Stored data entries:
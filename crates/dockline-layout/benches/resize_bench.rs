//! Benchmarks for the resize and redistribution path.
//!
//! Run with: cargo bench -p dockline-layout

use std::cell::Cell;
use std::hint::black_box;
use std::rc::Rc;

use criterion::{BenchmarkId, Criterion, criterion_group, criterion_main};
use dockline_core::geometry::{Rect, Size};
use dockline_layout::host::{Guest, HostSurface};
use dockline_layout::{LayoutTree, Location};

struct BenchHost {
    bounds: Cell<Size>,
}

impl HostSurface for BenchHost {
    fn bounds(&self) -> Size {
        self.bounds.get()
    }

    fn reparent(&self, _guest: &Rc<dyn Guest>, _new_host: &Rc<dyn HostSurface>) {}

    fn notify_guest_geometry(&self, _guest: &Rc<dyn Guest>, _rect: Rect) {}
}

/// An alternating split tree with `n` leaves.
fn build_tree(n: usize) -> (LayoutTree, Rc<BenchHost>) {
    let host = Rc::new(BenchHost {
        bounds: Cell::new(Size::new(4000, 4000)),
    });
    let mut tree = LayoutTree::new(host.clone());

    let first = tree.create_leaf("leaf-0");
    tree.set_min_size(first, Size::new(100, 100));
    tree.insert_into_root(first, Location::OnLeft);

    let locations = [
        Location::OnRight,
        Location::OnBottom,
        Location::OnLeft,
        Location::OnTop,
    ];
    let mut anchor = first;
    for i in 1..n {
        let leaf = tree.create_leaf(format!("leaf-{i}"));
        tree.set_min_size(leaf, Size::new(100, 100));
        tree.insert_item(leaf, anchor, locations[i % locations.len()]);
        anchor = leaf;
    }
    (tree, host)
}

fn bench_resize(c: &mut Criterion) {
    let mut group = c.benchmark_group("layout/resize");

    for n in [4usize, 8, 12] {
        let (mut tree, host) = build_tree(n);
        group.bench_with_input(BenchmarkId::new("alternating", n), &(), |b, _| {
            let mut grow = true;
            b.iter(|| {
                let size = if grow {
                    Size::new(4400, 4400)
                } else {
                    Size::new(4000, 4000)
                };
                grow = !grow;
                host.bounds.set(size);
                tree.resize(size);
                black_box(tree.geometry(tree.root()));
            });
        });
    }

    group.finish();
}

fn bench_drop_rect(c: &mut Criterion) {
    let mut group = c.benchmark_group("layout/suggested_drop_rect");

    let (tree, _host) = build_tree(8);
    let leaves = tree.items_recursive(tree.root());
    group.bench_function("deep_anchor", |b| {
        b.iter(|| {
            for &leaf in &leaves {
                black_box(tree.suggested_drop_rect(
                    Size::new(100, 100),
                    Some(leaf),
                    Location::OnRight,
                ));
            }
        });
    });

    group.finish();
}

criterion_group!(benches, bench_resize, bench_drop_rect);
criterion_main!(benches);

_ASSIGNED TASK_
Repeat only what lies between the first line of the data and the line containing "impl HostSurface for", both of those lines included, exactly as it stands.

_ANSWER TO THE EXERCISE_
filename crates/dockline-layout/benches/resize_bench.rs
//! Benchmarks for the resize and redistribution path.
//!
//! Run with: cargo bench -p dockline-layout

use std::cell::Cell;
use std::hint::black_box;
use std::rc::Rc;

use criterion::{BenchmarkId, Criterion, criterion_group, criterion_main};
use dockline_core::geometry::{Rect, Size};
use dockline_layout::host::{Guest, HostSurface};
use dockline_layout::{LayoutTree, Location};

struct BenchHost {
    bounds: Cell<Size>,
}

impl HostSurface for BenchHost {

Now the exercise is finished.